▶ _Assigned task_
Out of the data below, copy every line with the string "Deserialize".
(Working data)
use serde::{Deserialize, Serialize};
use std::fmt;

/// A list of child indices locating a node from the document root.
///
/// Paths are cheap addresses, not identities: any edit that changes the
/// child count of an ancestor shifts the paths of everything after it.
/// Callers that hold a path across an edit must re-derive it from the
/// node's key before reusing it.
///
/// Ordering is lexicographic, which is exactly pre-order document order
/// (an ancestor sorts before its descendants).
#[derive(Debug, Clone, Default, PartialEq, Eq, Hash, PartialOrd, Ord, Serialize, Deserialize)]
#[serde(transparent)]
pub struct Path(Vec<usize>);

impl Path {
    pub fn new(indices: Vec<usize>) -> Self {
        Path(indices)
    }

    /// The path of the document root.
    pub fn root() -> Self {
        Path(Vec::new())
    }

    pub fn len(&self) -> usize {
        self.0.len()
    }

    pub fn is_empty(&self) -> bool {
        self.0.is_empty()
    }

    pub fn indices(&self) -> &[usize] {
        &self.0
    }

    pub fn get(&self, depth: usize) -> Option<usize> {
        self.0.get(depth).copied()
    }

    /// The final segment: the node's index among its siblings.
    pub fn last(&self) -> Option<usize> {
        self.0.last().copied()
    }

    /// The path of this node's parent. The root's parent is the root.
    pub fn parent(&self) -> Path {
        let mut indices = self.0.clone();
        indices.pop();
        Path(indices)
    }

    /// Extend this path downward with a child index.
    pub fn child(&self, index: usize) -> Path {
        let mut indices = self.0.clone();
        indices.push(index);
        Path(indices)
    }

    /// A copy with the final segment replaced.
    pub fn with_last(&self, index: usize) -> Path {
        let mut indices = self.0.clone();
        if let Some(last) = indices.last_mut() {
            *last = index;
        }
        Path(indices)
    }

    /// A copy with the segment at `depth` replaced.
    pub fn with_index_at(&self, depth: usize, index: usize) -> Path {
        let mut indices = self.0.clone();
        if let Some(slot) = indices.get_mut(depth) {
            *slot = index;
        }
        Path(indices)
    }

    /// A copy with the final segment incremented by one.
    pub fn incremented(&self) -> Path {
        match self.last() {
            Some(last) => self.with_last(last + 1),
            None => self.clone(),
        }
    }

    /// A copy with the final segment decremented by one.
    pub fn decremented(&self) -> Path {
        match self.last() {
            Some(last) => self.with_last(last.saturating_sub(1)),
            None => self.clone(),
        }
    }

    /// Strict-prefix test: a node is not its own ancestor.
    pub fn is_ancestor_of(&self, other: &Path) -> bool {
        self.0.len() < other.0.len() && other.0[..self.0.len()] == self.0[..]
    }

    pub fn is_sibling_of(&self, other: &Path) -> bool {
        !self.0.is_empty() && self.0.len() == other.0.len() && self.parent() == other.parent()
    }

    /// Whether both paths agree on every segment above `depth`.
    pub fn shares_prefix(&self, other: &Path, depth: usize) -> bool {
        depth <= self.0.len() && depth <= other.0.len() && self.0[..depth] == other.0[..depth]
    }

    /// The deepest common ancestor of two paths.
    pub fn common_ancestor(&self, other: &Path) -> Path {
        let shared = self
            .0
            .iter()
            .zip(other.0.iter())
            .take_while(|(a, b)| a == b)
            .count();
        Path(self.0[..shared].to_vec())
    }
}

impl fmt::Display for Path {
    fn fmt(&self, f: &mut fmt::Formatter<'_>) -> fmt::Result {
        write!(f, "[")?;
        for (i, index) in self.0.iter().enumerate() {
            if i > 0 {
                write!(f, ",")?;
            }
            write!(f, "{}", index)?;
        }
        write!(f, "]")
    }
}

impl From<Vec<usize>> for Path {
    fn from(indices: Vec<usize>) -> Self {
        Path(indices)
    }
}

impl From<&[usize]> for Path {
    fn from(indices: &[usize]) -> Self {
        Path(indices.to_vec())
    }
}

#[cfg(test)]
mod tests {
    use super::*;

    #[test]
    fn test_document_order_is_lexicographic() {
        let a = Path::new(vec![0]);
        let b = Path::new(vec![0, 1]);
        let c = Path::new(vec![1]);

        assert!(a < b); // ancestor sorts first
        assert!(b < c);
        assert!(a < c);
    }

    #[test]
    fn test_ancestor_is_strict() {
        let parent = Path::new(vec![0, 1]);
        let child = Path::new(vec![0, 1, 2]);

        assert!(parent.is_ancestor_of(&child));
        assert!(!parent.is_ancestor_of(&parent));
        assert!(!child.is_ancestor_of(&parent));
        assert!(Path::root().is_ancestor_of(&parent));
    }

    #[test]
    fn test_common_ancestor() {
        let a = Path::new(vec![0, 1, 2]);
        let b = Path::new(vec![0, 1, 4, 0]);
        assert_eq!(a.common_ancestor(&b), Path::new(vec![0, 1]));

        let c = Path::new(vec![2]);
        assert_eq!(a.common_ancestor(&c), Path::root());
    }

    #[test]
    fn test_sibling_steps() {
        let p = Path::new(vec![1, 3]);
        assert_eq!(p.incremented(), Path::new(vec![1, 4]));
        assert_eq!(p.decremented(), Path::new(vec![1, 2]));
        assert!(p.is_sibling_of(&Path::new(vec![1, 9])));
        assert!(!p.is_sibling_of(&Path::new(vec![2, 3])));
    }
}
(End Working data)
▶ _Answer to the problem_
use serde::{Deserialize, Serialize};
#[derive(Debug, Clone, Default, PartialEq, Eq, Hash, PartialOrd, Ord, Serialize, Deserialize)]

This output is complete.